++++ Material for the task ++++

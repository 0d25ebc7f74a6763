//! Build graph providers
//!
//! A provider turns whatever describes the build (a Cargo workspace, or the
//! `[[modules]]` tables of affected.toml) into `ModuleSpec`s whose directories
//! are relative to the git work tree, which is what git reports paths against.

use super::project_graph::ModuleSpec;
use crate::core::config::ModuleConfig;
use crate::core::error::{AffectedResult, ConfigError};
use cargo_metadata::MetadataCommand;
use std::collections::HashSet;
use std::path::{Path, PathBuf};

/// Workspace members of a Cargo workspace, keyed by crate name.
///
/// Edges are dependencies of any kind (normal, dev, build) between members.
/// Dependencies outside the workspace are not modules and are dropped.
pub fn cargo_modules(workspace_root: &Path, work_tree: &Path) -> AffectedResult<Vec<ModuleSpec>> {
  let metadata = MetadataCommand::new()
    .manifest_path(workspace_root.join("Cargo.toml"))
    .no_deps()
    .exec()?;

  let members = metadata.workspace_packages();
  let member_names: HashSet<String> = members
    .iter()
    .map(|pkg| {
      let name: &str = pkg.name.as_ref();
      name.to_string()
    })
    .collect();

  let mut specs = Vec::with_capacity(members.len());
  for package in members {
    let name: &str = package.name.as_ref();
    let crate_root = package
      .manifest_path
      .parent()
      .map(|p| p.as_std_path().to_path_buf())
      .unwrap_or_else(|| workspace_root.to_path_buf());

    let mut spec = ModuleSpec::new(name, relative_to_work_tree(name, &crate_root, work_tree)?);
    for dep in &package.dependencies {
      if member_names.contains(dep.name.as_str()) && dep.name != name && !spec.dependencies.contains(&dep.name) {
        spec = spec.depends_on(dep.name.clone());
      }
    }
    specs.push(spec);
  }

  tracing::debug!(modules = specs.len(), "loaded cargo workspace modules");
  Ok(specs)
}

/// Modules declared in affected.toml.
///
/// A declared module whose directory is missing from the checkout (partial
/// checkouts) is skipped, and edges pointing at it are dropped. Edges to
/// modules that were never declared stay and fail graph construction.
pub fn declared_modules(
  modules: &[ModuleConfig],
  workspace_root: &Path,
  work_tree: &Path,
) -> AffectedResult<Vec<ModuleSpec>> {
  let mut absent = HashSet::new();
  let mut specs = Vec::with_capacity(modules.len());

  for module in modules {
    let dir = workspace_root.join(&module.dir);
    if !dir.exists() {
      tracing::debug!(module = %module.path, dir = %dir.display(), "module directory absent, skipping");
      absent.insert(module.path.as_str());
      continue;
    }

    specs.push(ModuleSpec {
      path: module.path.clone(),
      dir: relative_to_work_tree(&module.path, &dir, work_tree)?,
      dependencies: module.dependencies.clone(),
    });
  }

  for spec in &mut specs {
    spec.dependencies.retain(|dep| !absent.contains(dep.as_str()));
  }

  Ok(specs)
}

/// Express `dir` relative to the work tree. Both sides are canonicalized when
/// possible so symlinked temp dirs still line up with `git rev-parse`.
fn relative_to_work_tree(module: &str, dir: &Path, work_tree: &Path) -> AffectedResult<PathBuf> {
  let dir = dir.canonicalize().unwrap_or_else(|_| dir.to_path_buf());
  let work_tree = work_tree.canonicalize().unwrap_or_else(|_| work_tree.to_path_buf());

  dir
    .strip_prefix(&work_tree)
    .map(Path::to_path_buf)
    .map_err(|_| {
      ConfigError::OutsideWorkTree {
        module: module.to_string(),
        dir: dir.clone(),
      }
      .into()
    })
}
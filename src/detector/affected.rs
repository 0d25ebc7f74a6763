//! The detector itself: selective classification, or accept-all when
//! detection is switched off.

use super::cobuilt::{close_over_groups, resolve_groups};
use super::{ProjectSubset, Scope};
use crate::core::config::DetectorConfig;
use crate::core::error::{AffectedResult, DetectorError};
use crate::core::vcs::GitClient;
use crate::graph::ProjectGraph;
use crate::graph::project_graph::normalize;
use serde::Serialize;
use std::cell::OnceCell;
use std::collections::BTreeSet;
use std::path::{Path, PathBuf};

/// Everything that steers detection, after config and CLI overrides merge.
#[derive(Debug, Clone)]
pub struct DetectorSettings {
  pub enabled: bool,
  pub scope: Scope,
  pub baseline: Option<String>,
  pub include_uncommitted: bool,
  pub always_build: Vec<String>,
  pub ignored_paths: Vec<PathBuf>,
  pub cobuilt: Vec<BTreeSet<String>>,
}

impl Default for DetectorSettings {
  fn default() -> Self {
    Self::from_config(&DetectorConfig::default())
  }
}

impl DetectorSettings {
  pub fn from_config(config: &DetectorConfig) -> Self {
    Self {
      enabled: config.enabled,
      scope: Scope::default(),
      baseline: config.baseline.clone(),
      include_uncommitted: config.include_uncommitted,
      always_build: config.always_build.clone(),
      ignored_paths: config.ignored_paths.iter().map(|p| normalize(p)).collect(),
      cobuilt: config.cobuilt_groups(),
    }
  }
}

/// Why the detector gave up on selectivity.
#[derive(Debug, Clone, Copy, PartialEq, Eq, Serialize)]
#[serde(rename_all = "snake_case")]
pub enum BuildAllReason {
  /// No merge commit to diff against; every module is Changed
  NoBaseline,
  /// A changed file belongs to no module; everything not Changed is Dependent
  UnknownFiles,
}

#[derive(Debug, Clone, Copy, PartialEq, Eq, Serialize)]
#[serde(rename_all = "snake_case", tag = "mode", content = "reason")]
pub enum DetectionMode {
  Selective,
  BuildAll(BuildAllReason),
}

/// The result of one detection run. Computed once, then read-only.
#[derive(Debug, Clone, Serialize)]
pub struct Classification {
  pub baseline: Option<String>,
  pub changed_files: Vec<PathBuf>,
  pub ignored_files: Vec<PathBuf>,
  pub unknown_files: Vec<PathBuf>,
  pub mode: DetectionMode,
  pub changed: BTreeSet<String>,
  pub dependent: BTreeSet<String>,
}

impl Classification {
  pub fn subset(&self, module: &str) -> ProjectSubset {
    if self.changed.contains(module) {
      ProjectSubset::Changed
    } else if self.dependent.contains(module) {
      ProjectSubset::Dependent
    } else {
      ProjectSubset::None
    }
  }

  pub fn modules_in(&self, scope: Scope) -> BTreeSet<String> {
    match scope {
      Scope::ChangedOnly => self.changed.clone(),
      Scope::DependentOnly => self.dependent.clone(),
      Scope::AllAffected => self.changed.union(&self.dependent).cloned().collect(),
    }
  }
}

/// Classifies modules against a git diff. Nothing is computed until the first
/// query; the answer is then memoized for the life of the detector.
pub struct SelectiveDetector {
  graph: ProjectGraph,
  git: Box<dyn GitClient>,
  settings: DetectorSettings,
  /// Co-built groups fully present in the graph
  cobuilt: Vec<BTreeSet<String>>,
  /// Always-build modules present in the graph
  always_build: BTreeSet<String>,
  classification: OnceCell<Classification>,
}

impl SelectiveDetector {
  fn new(graph: ProjectGraph, git: Box<dyn GitClient>, settings: DetectorSettings) -> AffectedResult<Self> {
    let cobuilt = resolve_groups(&settings.cobuilt, &graph)?;

    let mut always_build = BTreeSet::new();
    for module in &settings.always_build {
      if graph.contains(module) {
        always_build.insert(module.clone());
      } else {
        tracing::debug!(%module, "always-build module not in this checkout, skipping");
      }
    }

    Ok(Self {
      graph,
      git,
      settings,
      cobuilt,
      always_build,
      classification: OnceCell::new(),
    })
  }

  fn classification(&self) -> AffectedResult<&Classification> {
    if let Some(classification) = self.classification.get() {
      return Ok(classification);
    }
    let computed = self.compute()?;
    Ok(self.classification.get_or_init(|| computed))
  }

  fn compute(&self) -> AffectedResult<Classification> {
    let all_modules = self.graph.module_paths();

    let baseline = match &self.settings.baseline {
      Some(rev) => Some(self.git.resolve_commit(rev)?),
      None => self.git.find_previous_merge_commit()?,
    };

    let Some(baseline) = baseline else {
      tracing::info!("no merge commit in history, treating every module as changed");
      return Ok(Classification {
        baseline: None,
        changed_files: Vec::new(),
        ignored_files: Vec::new(),
        unknown_files: Vec::new(),
        mode: DetectionMode::BuildAll(BuildAllReason::NoBaseline),
        changed: all_modules,
        dependent: BTreeSet::new(),
      });
    };

    let files = self
      .git
      .find_changed_files_since(&baseline, self.settings.include_uncommitted)?;
    let (ignored_files, changed_files): (Vec<PathBuf>, Vec<PathBuf>) =
      files.into_iter().partition(|f| self.is_ignored(f));

    let mut changed = BTreeSet::new();
    let mut unknown_files = Vec::new();
    for file in &changed_files {
      match self.graph.find_containing_module(file) {
        Some(module) => {
          changed.insert(module.to_string());
        }
        None => {
          tracing::info!(file = %file.display(), "no module owns changed file, widening scope to every module");
          unknown_files.push(file.clone());
        }
      }
    }

    changed.extend(self.always_build.iter().cloned());
    let changed = close_over_groups(&changed, &self.cobuilt);

    let mut reached = changed.clone();
    for module in &changed {
      reached.extend(self.graph.transitive_dependents(module)?);
    }
    let reached = close_over_groups(&reached, &self.cobuilt);

    let (mode, dependent): (DetectionMode, BTreeSet<String>) = if unknown_files.is_empty() {
      (DetectionMode::Selective, reached.difference(&changed).cloned().collect())
    } else {
      (
        DetectionMode::BuildAll(BuildAllReason::UnknownFiles),
        all_modules.difference(&changed).cloned().collect(),
      )
    };

    tracing::debug!(
      %baseline,
      files = changed_files.len(),
      changed = changed.len(),
      dependent = dependent.len(),
      "classified modules"
    );

    Ok(Classification {
      baseline: Some(baseline),
      changed_files,
      ignored_files,
      unknown_files,
      mode,
      changed,
      dependent,
    })
  }

  fn is_ignored(&self, file: &Path) -> bool {
    let file = normalize(file);
    self.settings.ignored_paths.iter().any(|prefix| file.starts_with(prefix))
  }

  fn check_known(&self, module: &str) -> AffectedResult<()> {
    if self.graph.contains(module) {
      Ok(())
    } else {
      Err(
        DetectorError::UnknownModule {
          module: module.to_string(),
        }
        .into(),
      )
    }
  }
}

/// Treats every module as changed. Used when detection is switched off.
pub struct AcceptAllDetector {
  graph: ProjectGraph,
}

/// The detector handed to every consumer. The variant is fixed at
/// construction from `DetectorSettings::enabled`.
pub enum AffectedModuleDetector {
  Selective(Box<SelectiveDetector>),
  AcceptAll(AcceptAllDetector),
}

impl AffectedModuleDetector {
  pub fn new(graph: ProjectGraph, git: Box<dyn GitClient>, settings: DetectorSettings) -> AffectedResult<Self> {
    if settings.enabled {
      Ok(Self::Selective(Box::new(SelectiveDetector::new(graph, git, settings)?)))
    } else {
      tracing::info!("affected module detection disabled, every module is included");
      Ok(Self::AcceptAll(AcceptAllDetector { graph }))
    }
  }

  /// Classification of a single module.
  pub fn classify(&self, module: &str) -> AffectedResult<ProjectSubset> {
    match self {
      Self::Selective(detector) => {
        detector.check_known(module)?;
        Ok(detector.classification()?.subset(module))
      }
      Self::AcceptAll(_) => Ok(ProjectSubset::Changed),
    }
  }

  /// Should tasks of `module` run in this build?
  pub fn should_include(&self, module: &str) -> AffectedResult<bool> {
    match self {
      Self::Selective(detector) => Ok(detector.settings.scope.includes(self.classify(module)?)),
      Self::AcceptAll(_) => Ok(true),
    }
  }

  /// Modules in the requested scope.
  pub fn affected_modules(&self) -> AffectedResult<BTreeSet<String>> {
    match self {
      Self::Selective(detector) => Ok(detector.classification()?.modules_in(detector.settings.scope)),
      Self::AcceptAll(detector) => Ok(detector.graph.module_paths()),
    }
  }

  /// Full detection result; `None` when detection is disabled.
  pub fn classification(&self) -> AffectedResult<Option<&Classification>> {
    match self {
      Self::Selective(detector) => detector.classification().map(Some),
      Self::AcceptAll(_) => Ok(None),
    }
  }

  /// Every module known to the build, affected or not.
  pub fn all_modules(&self) -> BTreeSet<String> {
    self.graph().module_paths()
  }

  /// Direct dependencies of a module, sorted.
  pub fn dependencies(&self, module: &str) -> AffectedResult<Vec<String>> {
    self.graph().direct_dependencies(module)
  }

  /// Root directory of a module, relative to the work tree.
  pub fn module_dir(&self, module: &str) -> Option<&Path> {
    self.graph().module(module).map(|m| m.dir.as_path())
  }

  fn graph(&self) -> &ProjectGraph {
    match self {
      Self::Selective(detector) => &detector.graph,
      Self::AcceptAll(detector) => &detector.graph,
    }
  }

  pub fn scope(&self) -> Scope {
    match self {
      Self::Selective(detector) => detector.settings.scope,
      Self::AcceptAll(_) => Scope::AllAffected,
    }
  }

  pub fn is_enabled(&self) -> bool {
    matches!(self, Self::Selective(_))
  }
}
//! Module graph
//!
//! Built on petgraph for direct control and minimal abstraction. Providers
//! describe modules; `ProjectGraph` answers ownership and reachability.

pub mod project_graph;
pub mod provider;

pub use project_graph::{ModuleSpec, ProjectGraph};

++++

> [What to produce] "MetadataCommand" is the string to look for; please copy every line of the records above where it appears.

> [Task response]
use cargo_metadata::MetadataCommand;
  let metadata = MetadataCommand::new()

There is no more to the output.